__Information given__.
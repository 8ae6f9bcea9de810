use std::collections::HashSet;

use anyhow::Result;

use deimos::descriptor::write::Descriptor;
use deimos::prelude::*;

mod framework;

struct Scene {
    graph: RenderGraph<HeadlessBackend>,
    color: ResourceId,
    lut: ResourceId,
    per_pixel: ResourceId,
    draw: PassId,
    post: PassId,
}

fn make_scene() -> Result<Scene> {
    let mut graph = framework::make_graph_with_settings(2, |settings| settings.present("color"));
    let color = graph.declare_texture("color", framework::color_texture(), ResourceFlags::in_flight());
    let lut = graph.declare_texture(
        "lut",
        TextureDesc::new(vk::Format::R8G8B8A8_UNORM, ImageExtent::absolute_2d(64, 64)),
        ResourceFlags::persistent(),
    );
    let per_pixel = graph.declare_buffer(
        "per_pixel",
        BufferDesc::new(BufferSize::PerPixel {
            stride: 16,
            scale: 1.0,
        }),
        ResourceFlags::transient(),
    );
    graph.add_pass(PassBuilder::compute("classify").read(lut).write(per_pixel).build())?;
    let draw = graph.add_pass(
        PassBuilder::graphics("draw")
            .read(per_pixel)
            .clear_color_target(color, ClearColor::Float([0.0; 4]))
            .build(),
    )?;
    let post = graph.add_pass(PassBuilder::compute("post").sample(color).sample(lut).build())?;

    let layout = BindingSetLayout::new()
        .slot(0, vk::DescriptorType::COMBINED_IMAGE_SAMPLER, 1, vk::ShaderStageFlags::COMPUTE)
        .slot(1, vk::DescriptorType::COMBINED_IMAGE_SAMPLER, 1, vk::ShaderStageFlags::COMPUTE)
        .slot(2, vk::DescriptorType::STORAGE_BUFFER, 1, vk::ShaderStageFlags::COMPUTE);
    graph.manage_binding_set("post", &layout, SetMode::InFlight)?;
    graph.update_binding_set("post", BindingWrite::sampled_image(0, post, color, vk::Sampler::null()))?;
    graph.update_binding_set("post", BindingWrite::sampled_image(1, post, lut, vk::Sampler::null()))?;
    graph.update_binding_set("post", BindingWrite::storage_buffer(2, per_pixel))?;
    graph.compile_ahead_of_time()?;

    Ok(Scene {
        graph,
        color,
        lut,
        per_pixel,
        draw,
        post,
    })
}

fn snapshot(graph: &RenderGraph<HeadlessBackend>) -> (HashSet<vk::Image>, HashSet<vk::ImageView>, HashSet<vk::Framebuffer>) {
    let backend = graph.backend();
    (
        backend.images().keys().copied().collect(),
        backend.views().keys().copied().collect(),
        backend.framebuffers().keys().copied().collect(),
    )
}

#[test]
fn resizing_to_the_same_size_is_a_no_op() -> Result<()> {
    let mut scene = make_scene()?;
    framework::record_frames(&mut scene.graph, 2)?;
    let before = snapshot(&scene.graph);
    let writes = scene.graph.backend().writes().len();
    let view = scene.graph.view(scene.post, scene.color, 0)?;

    scene.graph.on_output_resize(vk::Extent2D {
        width: framework::SURFACE_WIDTH,
        height: framework::SURFACE_HEIGHT,
    })?;
    framework::record_frames(&mut scene.graph, 2)?;

    assert_eq!(snapshot(&scene.graph), before);
    assert_eq!(scene.graph.backend().writes().len(), writes);
    assert_eq!(scene.graph.view(scene.post, scene.color, 0)?, view);
    assert_eq!(scene.graph.retired_count(), 0);
    assert_eq!(scene.graph.backend().destroyed_count(), 0);
    Ok(())
}

#[test]
fn surface_relative_resources_are_recreated() -> Result<()> {
    let mut scene = make_scene()?;
    framework::record_frames(&mut scene.graph, 2)?;
    let old_color = scene.graph.physical(scene.color)?.image(0);
    let old_lut = scene.graph.physical(scene.lut)?.image(0);
    let old_buffer = scene.graph.physical(scene.per_pixel)?.buffer(0);
    let old_view = scene.graph.view(scene.post, scene.color, 1)?;
    let old_lut_view = scene.graph.view(scene.post, scene.lut, 1)?;
    let old_framebuffer = scene.graph.framebuffer(scene.draw, 0);

    scene.graph.backend_mut().set_surface_extent(1024, 768);
    scene.graph.on_output_resize(vk::Extent2D {
        width: 1024,
        height: 768,
    })?;

    let color = scene.graph.physical(scene.color)?;
    assert_ne!(color.image(0), old_color);
    assert_eq!((color.extent().width, color.extent().height), (1024, 768));
    assert_eq!(color.last_observed(0), AccessState::UNDEFINED);
    assert_eq!(scene.graph.physical(scene.lut)?.image(0), old_lut);
    assert_ne!(scene.graph.physical(scene.per_pixel)?.buffer(0), old_buffer);
    assert_eq!(scene.graph.physical(scene.per_pixel)?.size(), 16 * 1024 * 768);
    assert_ne!(scene.graph.view(scene.post, scene.color, 1)?, old_view);
    assert_eq!(scene.graph.view(scene.post, scene.lut, 1)?, old_lut_view);
    assert_ne!(scene.graph.framebuffer(scene.draw, 0), old_framebuffer);
    assert_eq!(scene.graph.surface_extent().width, 1024);

    let framebuffer = scene.graph.framebuffer(scene.draw, 1).expect("draw framebuffer was rebuilt");
    let info = &scene.graph.backend().framebuffers()[&framebuffer];
    assert_eq!(info.name, "draw@1");
    assert_eq!((info.width, info.height), (1024, 768));
    Ok(())
}

#[test]
fn old_objects_are_destroyed_after_the_retire_delay() -> Result<()> {
    let mut scene = make_scene()?;
    framework::record_frames(&mut scene.graph, 2)?;
    let live = scene.graph.backend().live_object_count();

    scene.graph.on_output_resize(vk::Extent2D {
        width: 640,
        height: 480,
    })?;
    // 2 color images, 4 color views, 1 buffer, 2 framebuffers.
    assert_eq!(scene.graph.retired_count(), 9);
    assert_eq!(scene.graph.backend().live_object_count(), live + 9);

    scene.graph.record_frame(0, 0)?;
    assert_eq!(scene.graph.backend().destroyed_count(), 0);
    scene.graph.record_frame(1, 0)?;
    assert_eq!(scene.graph.backend().destroyed_count(), 9);
    assert_eq!(scene.graph.retired_count(), 0);
    assert_eq!(scene.graph.backend().live_object_count(), live);
    Ok(())
}

#[test]
fn binding_writes_follow_recreated_resources() -> Result<()> {
    let mut scene = make_scene()?;
    scene.graph.backend_mut().clear_writes();

    scene.graph.on_output_resize(vk::Extent2D {
        width: 1920,
        height: 1080,
    })?;

    assert_eq!(scene.graph.backend().idle_waits(), 1);

    // The color and buffer writes are issued again for both frame sets, the lut write is untouched.
    let writes = scene.graph.backend().writes().to_vec();
    assert_eq!(writes.len(), 4);
    assert!(writes.iter().all(|write| write.binding != 1));
    for frame in 0..2 {
        let set = scene.graph.binding_set("post", frame)?;
        let view = scene.graph.view(scene.post, scene.color, frame)?;
        assert!(writes.iter().any(|write| write.set == set
            && matches!(write.descriptor, Descriptor::Image { view: written, .. } if written == view)));
    }
    Ok(())
}

#[test]
fn failed_resize_keeps_old_objects_and_can_be_retried() -> Result<()> {
    let mut scene = make_scene()?;
    framework::record_frames(&mut scene.graph, 2)?;
    let old_framebuffer = scene.graph.framebuffer(scene.draw, 0);
    let old_buffer = scene.graph.physical(scene.per_pixel)?.buffer(0);
    scene.graph.backend_mut().clear_writes();

    // The color images and their views succeed, the per-pixel buffer and the draw framebuffers fail.
    scene.graph.backend_mut().set_surface_extent(1024, 768);
    scene.graph.backend_mut().fail_allocations_after(6);
    let err = scene
        .graph
        .on_output_resize(vk::Extent2D {
            width: 1024,
            height: 768,
        })
        .unwrap_err();
    assert!(matches!(err.downcast_ref::<Error>(), Some(Error::AllocationFailed(_))));

    let color = scene.graph.physical(scene.color)?;
    assert_eq!((color.extent().width, color.extent().height), (1024, 768));
    let per_pixel = scene.graph.physical(scene.per_pixel)?;
    assert_eq!(per_pixel.buffer(0), old_buffer);
    assert_eq!(per_pixel.size(), 16 * u64::from(framework::SURFACE_WIDTH * framework::SURFACE_HEIGHT));
    // No framebuffer may keep pointing at the retired color views.
    assert_ne!(scene.graph.framebuffer(scene.draw, 0), old_framebuffer);
    assert_eq!(scene.graph.framebuffer(scene.draw, 0), None);
    assert_eq!(scene.graph.surface_extent().width, framework::SURFACE_WIDTH);
    // 2 color images, 4 color views, 2 framebuffers.
    assert_eq!(scene.graph.retired_count(), 8);
    // Only the color write was issued again, once per frame set.
    let writes = scene.graph.backend().writes().to_vec();
    assert_eq!(writes.len(), 2);
    assert!(writes.iter().all(|write| write.binding == 0));

    scene.graph.backend_mut().clear_allocation_failures();
    scene.graph.on_output_resize(vk::Extent2D {
        width: 1024,
        height: 768,
    })?;
    assert_eq!(scene.graph.physical(scene.per_pixel)?.size(), 16 * 1024 * 768);
    assert_eq!(scene.graph.surface_extent().width, 1024);
    let framebuffer = scene.graph.framebuffer(scene.draw, 0).expect("draw framebuffer was rebuilt");
    let info = &scene.graph.backend().framebuffers()[&framebuffer];
    assert_eq!(info.name, "draw@0");
    assert_eq!((info.width, info.height), (1024, 768));
    framework::record_frames(&mut scene.graph, 4)?;

    scene.graph.destroy();
    assert_eq!(scene.graph.backend().live_object_count(), 0);
    Ok(())
}

#[test]
fn resize_before_compile_only_stores_the_size() -> Result<()> {
    let mut graph = framework::make_graph(1);
    let color = graph.declare_texture("color", framework::color_texture(), ResourceFlags::transient());
    graph.add_pass(PassBuilder::graphics("draw").load_target(color).build())?;
    graph.on_output_resize(vk::Extent2D {
        width: 320,
        height: 200,
    })?;
    assert_eq!(graph.surface_extent().width, 320);
    assert!(graph.backend().images().is_empty());

    // Compilation uses the size reported by the backend.
    graph.compile_ahead_of_time()?;
    let extent = graph.physical(color)?.extent();
    assert_eq!((extent.width, extent.height), (framework::SURFACE_WIDTH, framework::SURFACE_HEIGHT));
    Ok(())
}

__What you have to do__. Of the lines above, extract only those from the line with "let old_lut = scene.graph.physical(scene.lut)?.image(0);" to the line with "scene.color, 1)?, old_view);", both included, exactly as written.

__Exercise response__.
    let old_lut = scene.graph.physical(scene.lut)?.image(0);
    let old_buffer = scene.graph.physical(scene.per_pixel)?.buffer(0);
    let old_view = scene.graph.view(scene.post, scene.color, 1)?;
    let old_lut_view = scene.graph.view(scene.post, scene.lut, 1)?;
    let old_framebuffer = scene.graph.framebuffer(scene.draw, 0);

    scene.graph.backend_mut().set_surface_extent(1024, 768);
    scene.graph.on_output_resize(vk::Extent2D {
        width: 1024,
        height: 768,
    })?;

    let color = scene.graph.physical(scene.color)?;
    assert_ne!(color.image(0), old_color);
    assert_eq!((color.extent().width, color.extent().height), (1024, 768));
    assert_eq!(color.last_observed(0), AccessState::UNDEFINED);
    assert_eq!(scene.graph.physical(scene.lut)?.image(0), old_lut);
    assert_ne!(scene.graph.physical(scene.per_pixel)?.buffer(0), old_buffer);
    assert_eq!(scene.graph.physical(scene.per_pixel)?.size(), 16 * 1024 * 768);
    assert_ne!(scene.graph.view(scene.post, scene.color, 1)?, old_view);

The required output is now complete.